A recent study estimates that as many as 1.2 million people died from malaria in 2010 alone. According to the World Health Organization, an estimated 225 million people contracted malaria in 2009. With proper precautions, you can reduce your risk of contracting malaria by more than 90%. If you are traveling to tropical, subtropical, or other areas where malaria exists, protect yourself.
Protect Yourself From Malaria
- Insect Repellant with DEET - can be sprayed directly on the skin as well as clothing. DEET also helps protect against ticks, chiggers, and other insects which may spread disease.

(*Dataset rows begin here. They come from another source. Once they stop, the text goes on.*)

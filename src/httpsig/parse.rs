//! Parsing of the `Signature-Input` and `Signature` headers.
//!
//! The parser keeps each entry's raw parameter serialization exactly as it appeared on
//! the wire, because the signature base must embed the signer's own serialization and
//! not a re-rendered one.

// crates.io
use base64::{Engine as _, engine::general_purpose::STANDARD};
// self
use crate::httpsig::{SignatureError, SignedRequest};

/// One attached signature: its covered components, parameters, and raw bytes.
#[derive(Clone, Debug)]
pub struct SignatureEntry {
	/// Dictionary label tying the `Signature-Input` and `Signature` members together.
	pub label: String,
	/// Covered component names, in the signer's order.
	pub components: Vec<String>,
	/// `keyid` parameter.
	pub keyid: Option<String>,
	/// `alg` parameter.
	pub alg: Option<String>,
	/// `created` parameter, seconds since the Unix epoch.
	pub created: Option<i64>,
	/// The member value exactly as serialized by the signer, reused verbatim in the
	/// `@signature-params` line of the signature base.
	pub params_serialization: String,
	/// Decoded signature bytes.
	pub signature: Vec<u8>,
}
impl SignatureEntry {
	/// Whether the entry covers the named component.
	pub fn covers(&self, component: &str) -> bool {
		self.components.iter().any(|candidate| candidate == component)
	}
}

/// Parses every signature attached to the request.
///
/// Returns an empty list when the request carries neither header; a `Signature-Input`
/// member without matching `Signature` bytes (or vice versa) is rejected.
pub fn parse_signatures(request: &SignedRequest) -> Result<Vec<SignatureEntry>, SignatureError> {
	let input_header = request.header("signature-input");
	let signature_header = request.header("signature");
	let (Some(input_header), Some(signature_header)) = (input_header, signature_header) else {
		if request.header("signature-input").is_some() || request.header("signature").is_some() {
			return Err(SignatureError::MalformedHeader {
				header: "Signature",
				reason: "Signature and Signature-Input must be sent together".into(),
			});
		}

		return Ok(Vec::new());
	};
	let mut signatures = Vec::new();

	for member in split_members(&signature_header) {
		let (label, value) = split_member(member, "Signature")?;
		let encoded = value
			.strip_prefix(':')
			.and_then(|rest| rest.strip_suffix(':'))
			.ok_or_else(|| SignatureError::MalformedHeader {
				header: "Signature",
				reason: format!("member '{label}' is not a byte sequence"),
			})?;
		let bytes = STANDARD.decode(encoded).map_err(|_| SignatureError::MalformedHeader {
			header: "Signature",
			reason: format!("member '{label}' is not valid base64"),
		})?;

		signatures.push((label.to_owned(), bytes));
	}

	let mut entries = Vec::new();

	for member in split_members(&input_header) {
		let (label, value) = split_member(member, "Signature-Input")?;
		let signature = signatures
			.iter()
			.find(|(candidate, _)| candidate == label)
			.map(|(_, bytes)| bytes.clone())
			.ok_or_else(|| SignatureError::UnmatchedSignatureInput { label: label.to_owned() })?;
		let (components, keyid, alg, created) = parse_inner_list(value)?;

		entries.push(SignatureEntry {
			label: label.to_owned(),
			components,
			keyid,
			alg,
			created,
			params_serialization: value.to_owned(),
			signature,
		});
	}

	if entries.len() != signatures.len() {
		return Err(SignatureError::MalformedHeader {
			header: "Signature",
			reason: "every Signature member needs a Signature-Input entry".into(),
		});
	}

	Ok(entries)
}

/// Splits a dictionary header on top-level commas, ignoring commas inside quoted strings.
pub(super) fn split_members(header: &str) -> Vec<&str> {
	let mut members = Vec::new();
	let mut start = 0;
	let mut in_quotes = false;
	let mut escaped = false;

	for (i, c) in header.char_indices() {
		match c {
			_ if escaped => escaped = false,
			'\\' if in_quotes => escaped = true,
			'"' => in_quotes = !in_quotes,
			',' if !in_quotes => {
				let member = header[start..i].trim();

				if !member.is_empty() {
					members.push(member);
				}

				start = i + 1;
			},
			_ => (),
		}
	}

	let tail = header[start..].trim();

	if !tail.is_empty() {
		members.push(tail);
	}

	members
}

fn split_member<'a>(
	member: &'a str,
	header: &'static str,
) -> Result<(&'a str, &'a str), SignatureError> {
	let (label, value) = member.split_once('=').ok_or_else(|| SignatureError::MalformedHeader {
		header,
		reason: format!("member '{member}' has no value"),
	})?;
	let label = label.trim();

	if label.is_empty() || !label.chars().all(|c| c.is_ascii_alphanumeric() || "_-*.".contains(c))
	{
		return Err(SignatureError::MalformedHeader {
			header,
			reason: format!("invalid member label '{label}'"),
		});
	}

	Ok((label, value.trim()))
}

type InnerList = (Vec<String>, Option<String>, Option<String>, Option<i64>);

/// Parses a `Signature-Input` member value: a parenthesized component list followed by
/// `;key=value` parameters.
fn parse_inner_list(value: &str) -> Result<InnerList, SignatureError> {
	let malformed = |reason: String| SignatureError::MalformedHeader {
		header: "Signature-Input",
		reason,
	};
	let rest = value
		.strip_prefix('(')
		.ok_or_else(|| malformed("covered components must be an inner list".into()))?;
	let close =
		rest.find(')').ok_or_else(|| malformed("unterminated covered component list".into()))?;
	let mut components = Vec::new();

	for item in rest[..close].split_ascii_whitespace() {
		let name = item
			.strip_prefix('"')
			.and_then(|inner| inner.strip_suffix('"'))
			.ok_or_else(|| malformed(format!("component '{item}' is not a quoted string")))?;

		components.push(name.to_owned());
	}

	let mut keyid = None;
	let mut alg = None;
	let mut created = None;

	for param in rest[close + 1..].split(';').map(str::trim).filter(|p| !p.is_empty()) {
		let (key, raw) = param.split_once('=').unwrap_or((param, ""));

		match key {
			"keyid" => keyid = Some(unquote(raw).ok_or_else(|| {
				malformed("the 'keyid' parameter must be a quoted string".into())
			})?),
			"alg" => alg = Some(unquote(raw).ok_or_else(|| {
				malformed("the 'alg' parameter must be a quoted string".into())
			})?),
			"created" => created = Some(raw.parse().map_err(|_| {
				malformed("the 'created' parameter must be an integer".into())
			})?),
			// Unknown parameters stay in the raw serialization and are covered by the
			// signature, so they are accepted without interpretation.
			_ => (),
		}
	}

	Ok((components, keyid, alg, created))
}

fn unquote(raw: &str) -> Option<String> {
	raw.strip_prefix('"').and_then(|inner| inner.strip_suffix('"')).map(|inner| {
		let mut out = String::with_capacity(inner.len());
		let mut escaped = false;

		for c in inner.chars() {
			if escaped || c != '\\' {
				out.push(c);
				escaped = false;
			} else {
				escaped = true;
			}
		}

		out
	})
}

#[cfg(test)]
mod tests {
	// self
	use super::*;
	use crate::_prelude::*;

	fn request_with(input: &str, signature: &str) -> SignedRequest {
		SignedRequest::new(
			"POST",
			"https://as.example/gnap".parse().expect("URI fixture should parse."),
		)
		.with_header("Signature-Input", input)
		.with_header("Signature", signature)
	}

	#[test]
	fn parses_a_labeled_signature_with_parameters() {
		let request = request_with(
			"sig1=(\"@method\" \"@target-uri\");created=1700000000;keyid=\"key-1\";alg=\"ed25519\"",
			"sig1=:aGVsbG8=:",
		);
		let entries = parse_signatures(&request).expect("Entry should parse.");

		assert_eq!(entries.len(), 1);

		let entry = &entries[0];

		assert_eq!(entry.label, "sig1");
		assert_eq!(entry.components, ["@method", "@target-uri"]);
		assert_eq!(entry.keyid.as_deref(), Some("key-1"));
		assert_eq!(entry.alg.as_deref(), Some("ed25519"));
		assert_eq!(entry.created, Some(1_700_000_000));
		assert_eq!(entry.signature, b"hello");
		assert!(entry.covers("@method"));
		assert!(!entry.covers("content-digest"));
	}

	#[test]
	fn rejects_inputs_without_signature_bytes() {
		let request = request_with("sig1=(\"@method\");keyid=\"key-1\"", "other=:aGVsbG8=:");

		assert!(matches!(
			parse_signatures(&request),
			Err(SignatureError::UnmatchedSignatureInput { label }) if label == "sig1"
		));
	}

	#[test]
	fn rejects_orphaned_signature_bytes() {
		let request = request_with("sig1=(\"@method\");keyid=\"key-1\"", "sig1=:aA==:, sig2=:aA==:");

		assert!(matches!(
			parse_signatures(&request),
			Err(SignatureError::MalformedHeader { header: "Signature", .. })
		));
	}

	#[test]
	fn absent_headers_yield_no_entries() {
		let request = SignedRequest::new(
			"GET",
			"https://as.example/gnap".parse().expect("URI fixture should parse."),
		);

		assert!(parse_signatures(&request).expect("Parse should succeed.").is_empty());
	}

	#[test]
	fn splits_members_outside_quoted_strings() {
		let members = split_members("a=(\"x,y\");keyid=\"k,1\", b=:Zm9v:");

		assert_eq!(members, ["a=(\"x,y\");keyid=\"k,1\"", "b=:Zm9v:"]);
	}
}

- Insecticide Treated Mosquito Net - Twice as effective as mosquito nets which have not been treated with insecticide. The mosquitoes which carry malaria feed at night, so surrounding the entire bed, all the way to the floor with an ITN (insecticide treated net) helps to offer 70% or more protection against malaria.
- Long sleeve shirts, long pants - If you are going to be outside in the evening, nighttime, or early morning, it's important that you cover as much skin as possible. Long sleeve shirts and long pants help to act as a barrier between the mosquitoes and your skin.
- Preventative medication - A vaccine is not currently available for malaria however oral medications are available from a pharmacy, and they may require a prescription. Some countries where malaria exists have black market malaria medication available. It is not recommended to buy this or any other black market items as their effectiveness and quality is not known. Counterfeit malaria medications are common in Cambodia, China, Indonesia, Laos, Thailand, and Vietnam.
Locations of Malaria
According to the most recent data from the World Health Organization, locations where malaria may be present include: Asia, Africa, Central America, and South America. Malaria is currently found in approximately 100 countries. If you are traveling to any of the above areas, consult the World Health Organization
's travel information for malaria before you leave.
Symptoms of Malaria
- Fever, Chills or Shivering, Excessive Sweating
- Headache, Body ache or Joint Pain
- Vomiting or nausea
- Anemia - a decrease in the number of red blood cells or less than normal hemoglobin in the blood
- Jaundice - a yellowish color to the skin or whites of the eyes
- Blurred vision - which may be caused by retinal damage
- Red colored urine - which may be caused by hemoglobinuria, a high concentration of hemoglobin
If you or someone you know experiences the above symptoms while traveling or after returning home from abroad (as malaria can take up to 3 weeks for symptoms to appear after infection), it's crucial that you seek medical attention right away. The best treatment for malaria, is education and proper prevention. Protect yourself against malaria while traveling and have a great time.